Gabrielle groaned as the pain of the gunshot wound finally sank in. “At least tell me you stopped them.”
Bethany scooped more of the Sanare moss onto Gabrielle’s bullet wound. “I wish I could, but they got away. They took Stryge’s head with them.”
“They took Thornton, too,” I said.
Tears welled in Gabrielle’s eyes, and she turned away. “So that monster is still walking around in Thornton’s body, doing God knows what with it?” She choked back a sob, but then she couldn’t hold it in anymore and her body shook as she wept.
“I need you to keep still,” Bethany said.
“Keep still?” Gabrielle demanded, her sadness shifting to anger. “How the fuck am I supposed to keep still? She has his body, Bethany. She’s wearing him like a fucking dress. We have to go after her.”
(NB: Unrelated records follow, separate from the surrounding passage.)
use serde::{Deserialize, Serialize};

use std::path::PathBuf;

#[derive(Debug, Clone, Serialize, Deserialize)]
#[serde(tag = "type", rename_all = "snake_case")]
pub enum EventLogConfig {
    File {
        #[serde(default = "default_path")]
        path: PathBuf,
    },
    Postgres {
        #[serde(default)]
        pg_con: String,
        #[serde(default = "default_max_connections")]
        max_connections: u32,
    },
}

impl Default for EventLogConfig {
    fn default() -> Self {
        EventLogConfig::File {
            path: default_path(),
        }
    }
}

fn default_path() -> PathBuf {
    PathBuf::from(".utxo-ledger/events")
}

fn default_max_connections() -> u32 {
    20
}
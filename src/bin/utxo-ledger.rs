#[tokio::main]
async fn main() -> anyhow::Result<()> {
    utxo_ledger::cli::run().await
}
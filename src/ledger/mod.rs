mod config;
pub mod error;
mod event;
mod lock;
mod wallet;

use chrono::Utc;
use tokio::sync::Mutex;
use tracing::instrument;

use std::{collections::HashSet, sync::Arc};

use crate::{
    balance::WalletBalanceSummary,
    event_log::EventLog,
    primitives::{bitcoin::OutPoint, *},
    utxo::*,
};
pub use config::*;
use error::LedgerError;
pub use event::*;
pub use lock::*;
pub use wallet::*;

/// Owns every wallet's state and the log it is rebuilt from.
#[derive(Clone)]
pub struct Ledger {
    log: Arc<dyn EventLog>,
    locks: WalletLocks,
    creation: Arc<Mutex<()>>,
    config: LedgerConfig,
}

impl Ledger {
    pub fn new(config: LedgerConfig, log: Arc<dyn EventLog>) -> Self {
        Self {
            log,
            locks: WalletLocks::new(config.lock_timeout),
            creation: Arc::new(Mutex::new(())),
            config,
        }
    }

    pub async fn init(config: LedgerConfig, log: Arc<dyn EventLog>) -> Result<Self, LedgerError> {
        let ledger = Self::new(config, log);
        ledger.recover().await?;
        Ok(ledger)
    }

    pub fn config(&self) -> &LedgerConfig {
        &self.config
    }

    pub fn network(&self) -> bitcoin::Network {
        self.config.network
    }

    /// Rebuilds every wallet from its log, discarding in-memory state
    /// (including a halt). Returns the number of wallets recovered.
    ///
    /// A wallet halted by a failed append comes back with whatever the log
    /// actually holds, which may include the entry whose append reported
    /// the failure.
    #[instrument(name = "ledger.recover", skip(self), fields(n_wallets), err)]
    pub async fn recover(&self) -> Result<usize, LedgerError> {
        let wallet_ids = self.log.wallet_ids().await?;
        for wallet_id in wallet_ids.iter() {
            let entries = self.log.load(*wallet_id).await?;
            let ledger = WalletLedger::replay(*wallet_id, entries)?;
            tracing::info!(%wallet_id, sequence = ledger.last_sequence(), "wallet recovered");
            self.locks.install(ledger).await;
        }
        tracing::Span::current().record("n_wallets", wallet_ids.len());
        Ok(wallet_ids.len())
    }

    #[instrument(name = "ledger.create_wallet", skip(self), err)]
    pub async fn create_wallet(
        &self,
        name: String,
        settle_threshold: Option<u32>,
    ) -> Result<WalletId, LedgerError> {
        let settle_threshold = settle_threshold.unwrap_or(self.config.default_settle_threshold);
        if settle_threshold == 0 {
            return Err(LedgerError::InvalidSettleThreshold(settle_threshold));
        }
        let _creation = self.creation.lock().await;
        if self.find_wallet_by_name(&name).await.is_ok() {
            return Err(LedgerError::WalletAlreadyExists(name));
        }
        let wallet_id = WalletId::new();
        let entry = LedgerEntry {
            sequence: 1,
            recorded_at: Utc::now(),
            events: vec![LedgerEvent::WalletCreated {
                wallet_id,
                name: name.clone(),
                settle_threshold,
            }],
        };
        self.log.append(wallet_id, &entry).await?;
        let mut ledger = WalletLedger::new(wallet_id, name, settle_threshold);
        ledger.mark_committed(entry.sequence);
        self.locks.install(ledger).await;
        Ok(wallet_id)
    }

    #[instrument(name = "ledger.set_settle_threshold", skip(self), err)]
    pub async fn set_settle_threshold(
        &self,
        wallet_id: WalletId,
        settle_threshold: u32,
    ) -> Result<(), LedgerError> {
        if settle_threshold == 0 {
            return Err(LedgerError::InvalidSettleThreshold(settle_threshold));
        }
        self.with_wallet_lock(wallet_id, |_| {
            Ok(((), vec![LedgerEvent::SettleThresholdUpdated { settle_threshold }]))
        })
        .await
    }

    /// Runs `op` under the wallet's writer lock and commits the events it
    /// returns before the lock is released.
    pub async fn with_wallet_lock<R, F>(&self, wallet_id: WalletId, op: F) -> Result<R, LedgerError>
    where
        F: FnOnce(&WalletLedger) -> Result<(R, Vec<LedgerEvent>), LedgerError>,
    {
        let mut guard = self.lock(wallet_id).await?;
        guard.ledger().check_not_halted()?;
        let (ret, events) = op(guard.ledger())?;
        self.commit(&mut guard, events).await?;
        Ok(ret)
    }

    pub async fn lock(&self, wallet_id: WalletId) -> Result<WalletGuard, LedgerError> {
        self.locks.lock(wallet_id).await
    }

    pub(crate) async fn lock_without_timeout(
        &self,
        wallet_id: WalletId,
    ) -> Result<WalletGuard, LedgerError> {
        self.locks.lock_without_timeout(wallet_id).await
    }

    pub(crate) async fn commit(
        &self,
        guard: &mut WalletGuard,
        events: Vec<LedgerEvent>,
    ) -> Result<Option<u64>, LedgerError> {
        guard.commit(self.log.as_ref(), events).await
    }

    #[instrument(name = "ledger.apply_event", skip(self), err)]
    pub async fn apply_event(&self, wallet_id: WalletId, event: UtxoEvent) -> Result<(), LedgerError> {
        self.with_wallet_lock(wallet_id, |_| Ok(((), vec![event.into()])))
            .await
    }

    /// Latest published state of a wallet. Never blocks on the writer lock.
    pub async fn snapshot(&self, wallet_id: WalletId) -> Result<Arc<WalletLedger>, LedgerError> {
        self.locks.snapshot(wallet_id).await
    }

    pub async fn list_wallets(&self) -> Vec<Arc<WalletLedger>> {
        let mut wallets = self.locks.snapshots().await;
        wallets.sort_by(|a, b| a.name().cmp(b.name()));
        wallets
    }

    pub async fn find_wallet_by_name(&self, name: &str) -> Result<WalletId, LedgerError> {
        self.locks
            .snapshots()
            .await
            .into_iter()
            .find(|w| w.name() == name)
            .map(|w| w.wallet_id())
            .ok_or_else(|| LedgerError::WalletNameNotFound(name.to_string()))
    }

    pub async fn get_utxos(
        &self,
        wallet_id: WalletId,
        filter: &HashSet<UtxoState>,
    ) -> Result<Vec<WalletUtxo>, LedgerError> {
        Ok(self.snapshot(wallet_id).await?.utxos(filter))
    }

    pub async fn get(
        &self,
        wallet_id: WalletId,
        outpoint: OutPoint,
    ) -> Result<Option<WalletUtxo>, LedgerError> {
        Ok(self.snapshot(wallet_id).await?.utxo(outpoint))
    }

    #[instrument(name = "ledger.get_balance", skip(self), err)]
    pub async fn get_balance(
        &self,
        wallet_id: WalletId,
    ) -> Result<WalletBalanceSummary, LedgerError> {
        let snapshot = self.snapshot(wallet_id).await?;
        snapshot.check_not_halted()?;
        Ok(WalletBalanceSummary::from(snapshot.as_ref()))
    }
}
“Opening that bullet wound again isn’t going to get Thornton back,” I said. “Let them fix you up.”
“While she takes him farther and farther away?” Gabrielle raged. “How can you say that? You know what he was to me. You fucking saw it!”
“It doesn’t change anything,” I said. “You’re not in any shape to go running after her.”
“What is she talking about?” Bethany asked me. “What did you see?”
“Something happened when she was inside my mind,” I explained. “Somehow, I got inside hers too for a second, and I saw … something.” I stopped myself there. It didn’t feel right that it should come from me.
“He saw that Thornton and I were engaged,” Gabrielle said, closing her eyes. I couldn’t imagine how hard it was for her to say the words out loud. How much it hurt. But she braced herself, opened her eyes again, and said, “It happened a few days ago. He wanted to tell you all right away, but then the new job came up. Securing the box. Thornton only took the job so we’d have money for the wedding.” She closed her eyes again, and a tear rolled down her cheek. “It was my idea to wait until after the job was over to tell you, so we could celebrate properly. I thought we had time.”
“Oh, Gabrielle,” Bethany said, stroking her hair. “I’m so sorry.”